Consumer Action’s Gerard Brody says the laws need to be reviewed.Source:Supplied
‘WE BELIEVED EVERY WORD’
Mr Hansen subjected members to endless webinars, seminars and training sessions, often multiple times per week.
As one member wrote in a letter to fellow victims: “[We] believed every word! But what did they actually deliver? What of their potential did they actually realise? Which of their promises did they keep? None!
“Now, what other profession sells potential, makes exaggerated promises, but never delivers? Did we fall for some good old snake-oil salesmen?”
In a surprise annual general meeting in October last year — conducted via webinar — the founders converted the franchise agreements into “shares” in the company.
Local members exchanged their franchise agreements at a rate of £6 ($11.30) per share, when in fact the B-shares issued by the company have a nominal value of one one-thousandth of a pound.
Australian Mark Edwy-Smith, a former director of the company and previously national sales director for Australia, told news.com.au: “I’ve got no comment. I haven’t worked for them for over nine months.”
Mr Watts signed an application to deregister the Australian arm of the business, Aspire Worldwide (AU) Pty Ltd, on October 29.
Four months later, in a letter dated 17 February, Mr Watts informed members the company had ceased trading. “It is with deep regret that I must inform you that the company has now ceased trading due to becoming insolvent,” he wrote.
“The difficult decision to cease all trading activities has been forced upon me so as to comply fully with my responsibilities as a company director.
“Unfortunately the company has insufficient immediately realisable assets and no funds in which to appoint an insolvency practitioner and thereby initiate a voluntary liquidation.
“I and my co-directors are not in a financial position to fund this personally, having now lost our livelihoods and having not been paid since July 2015.
“The company therefore, will now lie in a state of ‘limbo’ until either Companies House in the United Kingdom strike it from the register or a creditor winds it up through the High Court in the United Kingdom, leading to the official receiver being appointed as liquidator.”
Multi-level marketing schemes are being questioned.Source:Supplied
THE RISE OF THE ‘WILD, WILD WEST’
In a legal opinion to affected shareholders in October, one solicitor said the so-called share transaction was “probably not of legal foundation”.
“In our view, all the money should be refunded. We are concerned that the founders of Aspire do not have the financial capacity to repay this money,” he wrote.
“In addition, the wholesale disregard of the franchising regime in Australia means that in our view, the Australian Consumer and Competition Commission should be informed as to what occurred so as to ensure that the network is shut down.
“Furthermore, the ACCC may be prevailed upon to use taxpayers’ money to assist in the recovery of the $4.5 million to $5 million.

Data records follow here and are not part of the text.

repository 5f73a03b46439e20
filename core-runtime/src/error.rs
use thiserror::Error;

#[derive(Error, Debug)]
pub enum Error {
    #[error("Configuration error: {0}")]
    Config(String),

    #[error("Capability missing: {capability} - {message}")]
    CapabilityMissing { capability: String, message: String },

    #[error("Internal error: {0}")]
    Internal(String),
}

pub type Result<T> = std::result::Result<T, Error>;
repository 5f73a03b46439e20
//! Exclusive ownership of the platform audio element.
//!
//! An [`OutputResource`] wraps one [`MediaElement`] together with the task
//! consuming its signals. Dropping it stops the task, pauses the element and
//! detaches its source, so releasing twice cannot be expressed.

use std::fmt;
use std::sync::Arc;
use std::time::Duration;

use bridge_traits::{MediaElement, MediaSignal, MediaSignalStream};
use futures::StreamExt;
use serde::{Deserialize, Serialize};
use tokio::task::JoinHandle;
use tokio::time::MissedTickBehavior;
use tracing::debug;
use uuid::Uuid;

/// Identifier of one acquired output element.
#[derive(Debug, Clone, Copy, PartialEq, Eq, Hash, Serialize, Deserialize)]
pub struct OutputId(Uuid);

impl OutputId {
    pub fn new() -> Self {
        Self(Uuid::new_v4())
    }
}

impl Default for OutputId {
    fn default() -> Self {
        Self::new()
    }
}

impl fmt::Display for OutputId {
    fn fmt(&self, f: &mut fmt::Formatter<'_>) -> fmt::Result {
        fmt::Display::fmt(&self.0, f)
    }
}

/// The live audio element for the current track.
pub struct OutputResource {
    id: OutputId,
    uri: String,
    token: u64,
    element: Arc<dyn MediaElement>,
    listener: Option<JoinHandle<()>>,
}

impl OutputResource {
    pub(crate) fn new(uri: String, token: u64, element: Arc<dyn MediaElement>) -> Self {
        let resource = Self {
            id: OutputId::new(),
            uri,
            token,
            element,
            listener: None,
        };
        debug!(output_id = %resource.id, token, "Acquired output");
        resource
    }

    pub fn id(&self) -> OutputId {
        self.id
    }

    pub fn uri(&self) -> &str {
        &self.uri
    }

    /// Request token that acquired this element.
    pub fn token(&self) -> u64 {
        self.token
    }

    pub fn element(&self) -> &Arc<dyn MediaElement> {
        &self.element
    }

    pub(crate) fn attach_listener(&mut self, listener: JoinHandle<()>) {
        if let Some(previous) = self.listener.replace(listener) {
            previous.abort();
        }
    }

    /// Stop and detach the element.
    pub fn release(self) {
        drop(self);
    }
}

impl Drop for OutputResource {
    fn drop(&mut self) {
        if let Some(listener) = self.listener.take() {
            listener.abort();
        }
        self.element.pause();
        self.element.detach();
        debug!(output_id = %self.id, token = self.token, "Released output");
    }
}

impl fmt::Debug for OutputResource {
    fn fmt(&self, f: &mut fmt::Formatter<'_>) -> fmt::Result {
        f.debug_struct("OutputResource")
            .field("id", &self.id)
            .field("uri", &core_runtime::logging::strip_query(&self.uri))
            .field("token", &self.token)
            .field("listening", &self.listener.is_some())
            .finish()
    }
}

/// Signals for `element`: its native stream when it has one, otherwise a
/// stream sampled from `position()`/`duration()` every `poll_interval`.
pub(crate) fn signal_source(
    element: Arc<dyn MediaElement>,
    poll_interval: Duration,
) -> MediaSignalStream {
    match element.signals() {
        Some(stream) => stream,
        None => {
            debug!(
                interval_ms = poll_interval.as_millis() as u64,
                "Element has no signal stream, polling"
            );
            polled_signals(element, poll_interval)
        }
    }
}

struct PollState {
    element: Arc<dyn MediaElement>,
    interval: tokio::time::Interval,
    reported_duration: Option<Duration>,
    ended: bool,
    pending: Vec<MediaSignal>,
}

fn polled_signals(element: Arc<dyn MediaElement>, poll_interval: Duration) -> MediaSignalStream {
    let mut interval = tokio::time::interval(poll_interval);
    interval.set_missed_tick_behavior(MissedTickBehavior::Skip);

    let state = PollState {
        element,
        interval,
        reported_duration: None,
        ended: false,
        pending: Vec::new(),
    };

    let stream = futures::stream::unfold(state, |mut state| async move {
        loop {
            if let Some(signal) = state.pending.pop() {
                return Some((signal, state));
            }

            state.interval.tick().await;
            state.pending = sample(&mut state);
            state.pending.reverse();
        }
    });

    #[cfg(not(target_arch = "wasm32"))]
    return stream.boxed();

    #[cfg(target_arch = "wasm32")]
    return stream.boxed_local();
}

/// Signals implied by one sample, in emission order.
fn sample(state: &mut PollState) -> Vec<MediaSignal> {
    let mut signals = Vec::new();
    let position = state.element.position();
    let duration = state.element.duration();

    if let Some(duration) = duration {
        if state.reported_duration != Some(duration) {
            state.reported_duration = Some(duration);
            signals.push(MediaSignal::MetadataLoaded { duration });
        }
    }

    signals.push(MediaSignal::TimeUpdate(position));

    match duration {
        Some(duration) if position >= duration && !duration.is_zero() => {
            if !state.ended {
                state.ended = true;
                signals.push(MediaSignal::Ended);
            }
        }
        _ => state.ended = false,
    }

    signals
}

“The first step would be to ascertain if the founders being Phil and Sally Watts and Andy and Wendy Hansen own any assets in the United Kingdom.”
The solicitor warned that in order to commence proceedings in the UK against the founders, the group would be unwise to proceed “unless at least $1 million of accumulated losses from franchisees in Australia was to be supportive of the action”.

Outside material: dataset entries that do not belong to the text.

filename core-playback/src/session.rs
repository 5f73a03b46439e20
//! # Playback Session
//!
//! The single authority over what is playing. A [`PlaybackSession`] owns at
//! most one [`OutputResource`], gates priced tracks behind the entitlement
//! check and publishes a [`PlaybackSnapshot`] on every change.
//!
//! ## Request tokens
//!
//! Every `play` and `stop` claims a new token. After each suspension point a
//! `play` request re-checks that its token is still the latest and bails out
//! with [`PlaybackError::StaleCompletion`] otherwise, releasing anything it
//! acquired. Only the newest request can ever reach `Playing`.
//!
//! ## Locking
//!
//! Synchronous state sits behind a `parking_lot::Mutex` that is never held
//! across an `.await`. Opening and installing an element additionally holds
//! an async gate so two elements are never live at the same time.
//!
//! ## Usage
//!
//! ```ignore
//! let session = PlaybackSession::new(&core_config, PlaybackConfig::default(), EventBus::default())?;
//! session.restore_preferences().await;
//!
//! match session.play(track).await {
//!     PlayOutcome::Started => {}
//!     PlayOutcome::NotEntitled => show_purchase_dialog(),
//!     PlayOutcome::Failed | PlayOutcome::Superseded => {}
//! }
//!
//! let mut state = session.subscribe();
//! while state.changed().await.is_ok() {
//!     render(&state.borrow());
//! }
//! ```

use std::fmt;
use std::sync::Arc;
use std::time::Duration;

use bridge_traits::{
    AudioOutput, Clock, EntitlementChecker, MediaElement, MediaSignal, MediaSignalStream,
    MediaSource, NoticeKind, Notifier, VideoSurface,
};
use core_runtime::config::CoreConfig;
use core_runtime::events::{CoreEvent, EventBus, PlaybackEvent, VideoEvent};
use core_runtime::logging::strip_query;
use futures::StreamExt;
use parking_lot::Mutex;
use tokio::sync::watch;
use tokio::task::JoinHandle;
use tokio_util::sync::CancellationToken;
use tracing::{debug, info, instrument, warn};

use crate::config::PlaybackConfig;
use crate::error::{PlaybackError, Result};
use crate::history::{HistoryEntry, PlayHistory};
use crate::output::{self, OutputId, OutputResource};
use crate::persistence::{LastSession, SessionStore};
use crate::state::{clamp_volume, secs_to_millis, PlayOutcome, PlaybackSnapshot, PlaybackStatus};
use crate::track::Track;

/// Video overlay currently standing in for the audio element.
struct OverlayLink {
    id: u64,
    track_id: String,
    surface: Arc<dyn VideoSurface>,
    cancel: CancellationToken,
}

struct Inner {
    snapshot: PlaybackSnapshot,
    output: Option<OutputResource>,
    /// Latest claimed request token.
    token: u64,
    /// Token of the request currently holding the `Loading` state.
    loading_token: Option<u64>,
    overlay: Option<OverlayLink>,
    overlay_seq: u64,
    history: PlayHistory,
}

impl Inner {
    fn output_token(&self) -> Option<u64> {
        self.output.as_ref().map(OutputResource::token)
    }

    /// Whether `token` still holds the loading state or the live output.
    fn owned_by(&self, token: u64) -> bool {
        self.loading_token == Some(token) || self.output_token() == Some(token)
    }

    /// Pause the attached video and stop its sync loop. Returns the track the
    /// overlay was showing.
    fn detach_overlay(&mut self) -> Option<String> {
        let link = self.overlay.take()?;
        link.surface.pause();
        link.cancel.cancel();
        self.snapshot.video_overlay_visible = false;
        Some(link.track_id)
    }
}
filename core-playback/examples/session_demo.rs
//! # Playback Session Demo
//!
//! Drives a [`PlaybackSession`] against an in-memory "speaker" that advances
//! its playhead on a timer. The speaker emits no native signals, so the
//! session falls back to polling it.
//!
//! Run with: `cargo run --example session_demo --package core-playback`

use std::sync::atomic::{AtomicBool, Ordering};
use std::sync::Arc;
use std::time::Duration;

use async_trait::async_trait;
use bridge_desktop::{MemorySettingsStore, TracingNotifier};
use bridge_traits::error::Result as BridgeResult;
use bridge_traits::time::LogLevel;
use bridge_traits::{
    AudioOutput, EntitlementChecker, MediaElement, MediaSignalStream, MediaSource,
};
use core_playback::{format_clock, PlayOutcome, PlaybackConfig, PlaybackSession, Track};
use core_runtime::config::CoreConfig;
use core_runtime::events::{CoreEvent, EventBus, EventStream, PlaybackEvent};
use core_runtime::logging::{init_logging, LogFormat, LoggingConfig};
use parking_lot::Mutex;
use tokio::task::JoinHandle;
use tracing::info;

// ============================================================================
// In-memory host
// ============================================================================

/// Treats the "premium" track as never bought.
struct DemoStore;

#[async_trait]
impl EntitlementChecker for DemoStore {
    async fn is_entitled(&self, track_id: &str) -> BridgeResult<bool> {
        Ok(track_id != "premium")
    }
}

#[async_trait]
impl MediaSource for DemoStore {
    async fn resolve_uri(&self, track_id: &str) -> BridgeResult<String> {
        Ok(format!("memory://tracks/{}?signature=demo", track_id))
    }
}

/// Opens speakers whose tracks last `length`.
struct DemoOutput {
    length: Duration,
}

#[async_trait]
impl AudioOutput for DemoOutput {
    async fn open(&self, _uri: &str) -> BridgeResult<Arc<dyn MediaElement>> {
        Ok(Arc::new(Speaker {
            length: self.length,
            position: Arc::new(Mutex::new(Duration::ZERO)),
            playing: Arc::new(AtomicBool::new(false)),
            ticker: Mutex::new(None),
        }))
    }
}

struct Speaker {
    length: Duration,
    position: Arc<Mutex<Duration>>,
    playing: Arc<AtomicBool>,
    ticker: Mutex<Option<JoinHandle<()>>>,
}

#[async_trait]
impl MediaElement for Speaker {
    async fn play(&self) -> BridgeResult<()> {
        self.playing.store(true, Ordering::SeqCst);

        let mut ticker = self.ticker.lock();
        if ticker.is_none() {
            let position = Arc::clone(&self.position);
            let playing = Arc::clone(&self.playing);
            let length = self.length;
            *ticker = Some(tokio::spawn(async move {
                let mut interval = tokio::time::interval(Duration::from_millis(100));
                loop {
                    interval.tick().await;
                    if playing.load(Ordering::SeqCst) {
                        let mut position = position.lock();
                        *position = (*position + Duration::from_millis(100)).min(length);
                    }
                }
            }));
        }
        Ok(())
    }

    fn pause(&self) {
        self.playing.store(false, Ordering::SeqCst);
    }

    fn seek(&self, position: Duration) {
        *self.position.lock() = position.min(self.length);
    }

    fn set_volume(&self, _volume: f32) {}

    fn set_looping(&self, _looping: bool) {}

    fn position(&self) -> Duration {
        *self.position.lock()
    }

    fn duration(&self) -> Option<Duration> {
        Some(self.length)
    }

    fn signals(&self) -> Option<MediaSignalStream> {
        None
    }

    fn detach(&self) {
        self.playing.store(false, Ordering::SeqCst);
        if let Some(ticker) = self.ticker.lock().take() {
            ticker.abort();
        }
    }
}

// ============================================================================
// Demo
// ============================================================================

#[tokio::main]
async fn main() -> Result<(), Box<dyn std::error::Error>> {
    init_logging(
        LoggingConfig::default()
            .with_format(LogFormat::Compact)
            .with_level(LogLevel::Debug),
    )?;

    let host = Arc::new(DemoStore);
    let core = CoreConfig::builder()
        .entitlement_checker(host.clone())
        .media_source(host)
        .audio_output(Arc::new(DemoOutput {
            length: Duration::from_secs(2),
        }))
        .notifier(Arc::new(TracingNotifier::new()))
        .settings_store(Arc::new(MemorySettingsStore::new()))
        .enable_persist_session(true)
        .build()?;

    let events = EventBus::default();
    let mut stream = EventStream::new(events.subscribe())
        .filter(|event| {
            !matches!(
                event,
                CoreEvent::Playback(PlaybackEvent::PositionChanged { .. })
            )
        });
    tokio::spawn(async move {
        while let Ok(event) = stream.recv().await {
            info!(event = event.description(), "Event");
        }
    });

    let config = PlaybackConfig {
        fallback_poll_interval: Duration::from_millis(200),
        ..PlaybackConfig::default()
    };
    let session = PlaybackSession::new(&core, config, events)?;
    session.restore_preferences().await;

    let premium = Track::new("premium", "Gold Record", "The Paywalls").with_price(1.99);
    assert_eq!(session.play(premium).await, PlayOutcome::NotEntitled);

    let track = Track::new("intro", "Intro", "Demo Band").with_duration_secs(2.0);
    assert_eq!(session.play(track).await, PlayOutcome::Started);
    session.set_volume(0.6).await;

    let mut state = session.subscribe();
    while state.changed().await.is_ok() {
        let snapshot = state.borrow_and_update().clone();
        info!(
            status = ?snapshot.status,
            position = %format_clock(snapshot.position_secs),
            "Tick"
        );
        if !snapshot.status.is_active() {
            break;
        }
    }

    session.shutdown().await;
    Ok(())
}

News.com.au understands the ACCC was approached by a legal representative for the group, but the watchdog indicated it was not interested in pursuing the matter. News.com.au has sought comment from the ACCC.

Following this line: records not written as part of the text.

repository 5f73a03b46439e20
//! Most-recently-played list.

use chrono::{DateTime, Utc};
use serde::{Deserialize, Serialize};
use std::collections::VecDeque;

use crate::track::{Track, TrackId};

/// One play of a track.
#[derive(Debug, Clone, PartialEq, Serialize, Deserialize)]
pub struct HistoryEntry {
    pub track: Track,
    pub played_at: DateTime<Utc>,
}

/// Newest-first play history, one entry per track, bounded in size.
#[derive(Debug, Clone)]
pub struct PlayHistory {
    entries: VecDeque<HistoryEntry>,
    limit: usize,
}

impl PlayHistory {
    pub fn new(limit: usize) -> Self {
        Self {
            entries: VecDeque::with_capacity(limit),
            limit,
        }
    }

    /// Rebuild from persisted entries, re-applying dedup and the limit.
    pub fn from_entries(entries: Vec<HistoryEntry>, limit: usize) -> Self {
        let mut history = Self::new(limit);
        // Oldest first so the newest ends up at the front.
        for entry in entries.into_iter().rev() {
            history.push_front(entry);
        }
        history
    }

    /// Record a play. A previous entry for the same track moves to the front.
    pub fn record(&mut self, track: Track, played_at: DateTime<Utc>) {
        self.push_front(HistoryEntry { track, played_at });
    }

    fn push_front(&mut self, entry: HistoryEntry) {
        self.entries.retain(|e| e.track.id != entry.track.id);
        self.entries.push_front(entry);
        self.entries.truncate(self.limit);
    }

    pub fn entries(&self) -> Vec<HistoryEntry> {
        self.entries.iter().cloned().collect()
    }

    pub fn contains(&self, id: &TrackId) -> bool {
        self.entries.iter().any(|e| &e.track.id == id)
    }

    pub fn len(&self) -> usize {
        self.entries.len()
    }

    pub fn is_empty(&self) -> bool {
        self.entries.is_empty()
    }

    pub fn clear(&mut self) {
        self.entries.clear();
    }
}

#[cfg(test)]
mod tests {
    use super::*;
    use chrono::TimeZone;

    fn at(secs: i64) -> DateTime<Utc> {
        Utc.timestamp_opt(1_700_000_000 + secs, 0).unwrap()
    }

    fn track(id: &str) -> Track {
        Track::new(id, format!("Song {}", id), "Artist")
    }

    #[test]
    fn newest_first_and_deduplicated() {
        let mut history = PlayHistory::new(20);
        history.record(track("1"), at(0));
        history.record(track("2"), at(1));
        history.record(track("1"), at(2));

        let ids: Vec<_> = history
            .entries()
            .iter()
            .map(|e| e.track.id.to_string())
            .collect();
        assert_eq!(ids, vec!["1", "2"]);
        assert_eq!(history.entries()[0].played_at, at(2));
    }

    #[test]
    fn bounded_by_limit() {
        let mut history = PlayHistory::new(3);
        for i in 0..5 {
            history.record(track(&i.to_string()), at(i));
        }

        assert_eq!(history.len(), 3);
        assert!(history.contains(&TrackId::new("4")));
        assert!(!history.contains(&TrackId::new("1")));
    }

    #[test]
    fn rebuild_preserves_order() {
        let mut history = PlayHistory::new(20);
        history.record(track("a"), at(0));
        history.record(track("b"), at(1));

        let rebuilt = PlayHistory::from_entries(history.entries(), 1);
        assert_eq!(rebuilt.len(), 1);
        assert_eq!(rebuilt.entries()[0].track.id, TrackId::new("b"));
    }
}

One legal expert, who spoke on the condition of anonymity, said the law was “selectively applied” in these sorts of cases because organisations like ASIC and the ACCC didn’t have the resources. Both organisations have to have regard to the “public interest” and a limited budget.
“The amount of money that these people have taken from ‘investors’ or ‘franchisees’ was sufficiently small per person not to make it worth anyone’s while to go after anyone,” he said.
“So you are seeing the rise and rise of the wild wild west. That is made all the more the case when the alleged wrongdoers reside offshore.”
News.com.au has contacted the Watts and Hansens for comment.